### DIRECTIONS FOR THIS TASK:
Using the data below, return all lines in which "MutationOutcome" appears.

(Recorded data)
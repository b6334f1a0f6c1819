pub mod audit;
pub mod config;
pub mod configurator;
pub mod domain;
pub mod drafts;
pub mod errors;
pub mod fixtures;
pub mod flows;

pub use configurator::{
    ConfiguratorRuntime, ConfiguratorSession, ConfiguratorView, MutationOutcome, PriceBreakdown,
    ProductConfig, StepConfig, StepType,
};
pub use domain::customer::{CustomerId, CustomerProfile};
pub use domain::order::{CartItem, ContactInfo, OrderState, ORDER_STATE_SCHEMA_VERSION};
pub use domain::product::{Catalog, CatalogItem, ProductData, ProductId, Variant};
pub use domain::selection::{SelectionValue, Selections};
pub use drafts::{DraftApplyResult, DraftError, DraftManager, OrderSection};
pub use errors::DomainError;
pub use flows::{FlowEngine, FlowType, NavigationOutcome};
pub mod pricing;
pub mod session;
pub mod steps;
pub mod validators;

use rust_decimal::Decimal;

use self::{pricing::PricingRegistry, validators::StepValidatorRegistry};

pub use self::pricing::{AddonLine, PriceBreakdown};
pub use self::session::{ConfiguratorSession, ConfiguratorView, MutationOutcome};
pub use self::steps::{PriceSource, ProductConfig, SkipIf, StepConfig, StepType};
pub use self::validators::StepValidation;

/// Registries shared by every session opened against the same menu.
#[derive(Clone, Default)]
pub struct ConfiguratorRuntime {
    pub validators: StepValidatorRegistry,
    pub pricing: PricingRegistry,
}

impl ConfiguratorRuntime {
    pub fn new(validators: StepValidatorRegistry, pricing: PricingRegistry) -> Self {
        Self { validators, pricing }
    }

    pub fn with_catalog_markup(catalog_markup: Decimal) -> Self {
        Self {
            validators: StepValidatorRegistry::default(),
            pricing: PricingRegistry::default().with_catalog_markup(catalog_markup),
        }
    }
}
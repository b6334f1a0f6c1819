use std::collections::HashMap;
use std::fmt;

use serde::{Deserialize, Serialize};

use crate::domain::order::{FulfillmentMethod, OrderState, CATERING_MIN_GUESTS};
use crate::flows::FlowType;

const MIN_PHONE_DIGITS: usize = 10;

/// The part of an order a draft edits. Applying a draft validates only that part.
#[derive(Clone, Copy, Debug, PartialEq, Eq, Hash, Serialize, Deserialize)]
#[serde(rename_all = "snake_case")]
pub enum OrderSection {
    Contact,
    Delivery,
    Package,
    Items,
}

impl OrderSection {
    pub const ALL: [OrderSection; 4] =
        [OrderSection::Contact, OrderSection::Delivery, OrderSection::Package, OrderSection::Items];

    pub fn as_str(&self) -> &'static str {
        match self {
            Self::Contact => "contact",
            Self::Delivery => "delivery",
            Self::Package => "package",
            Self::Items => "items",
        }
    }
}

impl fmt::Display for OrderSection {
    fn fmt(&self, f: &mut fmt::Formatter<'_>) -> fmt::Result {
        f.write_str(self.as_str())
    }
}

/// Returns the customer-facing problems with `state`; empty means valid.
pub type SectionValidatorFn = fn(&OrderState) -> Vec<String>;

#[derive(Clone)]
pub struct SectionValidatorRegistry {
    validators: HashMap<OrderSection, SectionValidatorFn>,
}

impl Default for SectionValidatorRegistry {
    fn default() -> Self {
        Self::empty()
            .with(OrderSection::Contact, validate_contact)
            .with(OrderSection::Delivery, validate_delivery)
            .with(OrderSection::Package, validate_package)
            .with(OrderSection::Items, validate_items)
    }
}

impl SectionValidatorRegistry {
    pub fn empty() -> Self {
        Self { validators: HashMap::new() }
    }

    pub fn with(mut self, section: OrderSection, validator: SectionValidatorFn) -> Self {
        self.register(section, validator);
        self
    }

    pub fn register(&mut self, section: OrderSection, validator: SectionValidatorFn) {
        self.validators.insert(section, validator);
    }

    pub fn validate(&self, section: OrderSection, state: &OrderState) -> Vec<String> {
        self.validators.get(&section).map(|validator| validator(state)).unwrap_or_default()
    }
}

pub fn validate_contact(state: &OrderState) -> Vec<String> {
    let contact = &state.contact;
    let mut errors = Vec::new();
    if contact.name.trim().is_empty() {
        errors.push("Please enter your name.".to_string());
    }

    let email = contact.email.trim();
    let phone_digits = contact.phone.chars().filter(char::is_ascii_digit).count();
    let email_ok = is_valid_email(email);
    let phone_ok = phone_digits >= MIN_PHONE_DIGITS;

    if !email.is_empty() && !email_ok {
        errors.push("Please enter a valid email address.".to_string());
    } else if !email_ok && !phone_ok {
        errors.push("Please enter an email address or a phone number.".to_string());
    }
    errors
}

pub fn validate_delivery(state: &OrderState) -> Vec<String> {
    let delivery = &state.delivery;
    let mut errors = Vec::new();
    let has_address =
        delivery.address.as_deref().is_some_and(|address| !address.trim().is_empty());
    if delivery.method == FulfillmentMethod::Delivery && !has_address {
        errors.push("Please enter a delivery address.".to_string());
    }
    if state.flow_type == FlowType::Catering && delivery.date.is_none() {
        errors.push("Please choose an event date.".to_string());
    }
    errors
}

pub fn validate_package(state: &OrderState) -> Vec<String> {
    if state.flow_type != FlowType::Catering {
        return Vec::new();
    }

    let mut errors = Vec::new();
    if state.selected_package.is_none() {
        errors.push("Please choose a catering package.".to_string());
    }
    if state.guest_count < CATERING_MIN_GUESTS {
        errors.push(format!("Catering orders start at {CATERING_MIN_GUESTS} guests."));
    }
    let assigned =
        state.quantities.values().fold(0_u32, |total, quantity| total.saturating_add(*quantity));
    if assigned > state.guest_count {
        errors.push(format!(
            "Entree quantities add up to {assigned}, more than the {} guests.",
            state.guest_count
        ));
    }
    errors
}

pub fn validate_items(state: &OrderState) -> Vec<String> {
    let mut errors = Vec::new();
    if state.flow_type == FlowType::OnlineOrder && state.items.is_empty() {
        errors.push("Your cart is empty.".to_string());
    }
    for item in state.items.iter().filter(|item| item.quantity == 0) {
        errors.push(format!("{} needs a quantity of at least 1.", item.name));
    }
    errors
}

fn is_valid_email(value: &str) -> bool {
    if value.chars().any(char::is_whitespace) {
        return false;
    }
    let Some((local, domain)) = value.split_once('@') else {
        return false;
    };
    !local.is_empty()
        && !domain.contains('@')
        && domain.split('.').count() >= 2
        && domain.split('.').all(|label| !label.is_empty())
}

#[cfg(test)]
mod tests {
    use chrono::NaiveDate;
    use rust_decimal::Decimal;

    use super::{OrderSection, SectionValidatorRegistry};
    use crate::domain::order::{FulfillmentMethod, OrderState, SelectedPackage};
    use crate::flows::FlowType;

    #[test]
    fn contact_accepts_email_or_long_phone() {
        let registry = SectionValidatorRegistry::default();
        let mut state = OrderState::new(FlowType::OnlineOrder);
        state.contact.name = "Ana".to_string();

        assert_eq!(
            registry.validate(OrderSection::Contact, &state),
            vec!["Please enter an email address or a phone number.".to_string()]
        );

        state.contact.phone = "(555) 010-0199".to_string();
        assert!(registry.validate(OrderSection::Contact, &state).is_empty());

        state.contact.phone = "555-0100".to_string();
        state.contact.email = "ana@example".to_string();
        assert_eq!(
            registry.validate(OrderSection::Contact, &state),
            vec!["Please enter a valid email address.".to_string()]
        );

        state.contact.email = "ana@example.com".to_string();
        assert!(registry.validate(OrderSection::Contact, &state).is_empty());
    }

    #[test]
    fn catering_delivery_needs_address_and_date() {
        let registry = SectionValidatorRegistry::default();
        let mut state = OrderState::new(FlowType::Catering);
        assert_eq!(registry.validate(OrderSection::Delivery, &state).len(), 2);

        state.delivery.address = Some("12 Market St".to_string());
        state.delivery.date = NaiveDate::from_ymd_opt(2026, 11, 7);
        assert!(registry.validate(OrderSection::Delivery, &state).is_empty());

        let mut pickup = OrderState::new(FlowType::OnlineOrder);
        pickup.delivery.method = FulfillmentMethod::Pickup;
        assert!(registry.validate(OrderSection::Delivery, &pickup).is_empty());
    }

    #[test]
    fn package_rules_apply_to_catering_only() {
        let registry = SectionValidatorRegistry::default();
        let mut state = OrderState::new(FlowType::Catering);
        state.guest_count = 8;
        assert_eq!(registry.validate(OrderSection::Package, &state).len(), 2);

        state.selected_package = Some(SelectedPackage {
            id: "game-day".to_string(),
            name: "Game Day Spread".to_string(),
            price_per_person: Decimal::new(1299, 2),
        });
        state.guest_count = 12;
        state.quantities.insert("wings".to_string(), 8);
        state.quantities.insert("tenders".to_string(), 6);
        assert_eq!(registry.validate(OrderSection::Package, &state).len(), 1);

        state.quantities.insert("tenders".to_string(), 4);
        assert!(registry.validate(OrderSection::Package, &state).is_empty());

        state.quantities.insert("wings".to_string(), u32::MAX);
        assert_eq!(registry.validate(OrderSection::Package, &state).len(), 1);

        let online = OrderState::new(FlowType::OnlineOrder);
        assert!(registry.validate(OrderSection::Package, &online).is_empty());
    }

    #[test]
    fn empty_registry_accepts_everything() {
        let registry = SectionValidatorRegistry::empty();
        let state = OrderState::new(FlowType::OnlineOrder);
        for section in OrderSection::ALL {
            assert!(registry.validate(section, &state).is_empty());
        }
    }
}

### OUTPUT FOR THIS EXERCISE:
    ConfiguratorRuntime, ConfiguratorSession, ConfiguratorView, MutationOutcome, PriceBreakdown,
pub use self::session::{ConfiguratorSession, ConfiguratorView, MutationOutcome};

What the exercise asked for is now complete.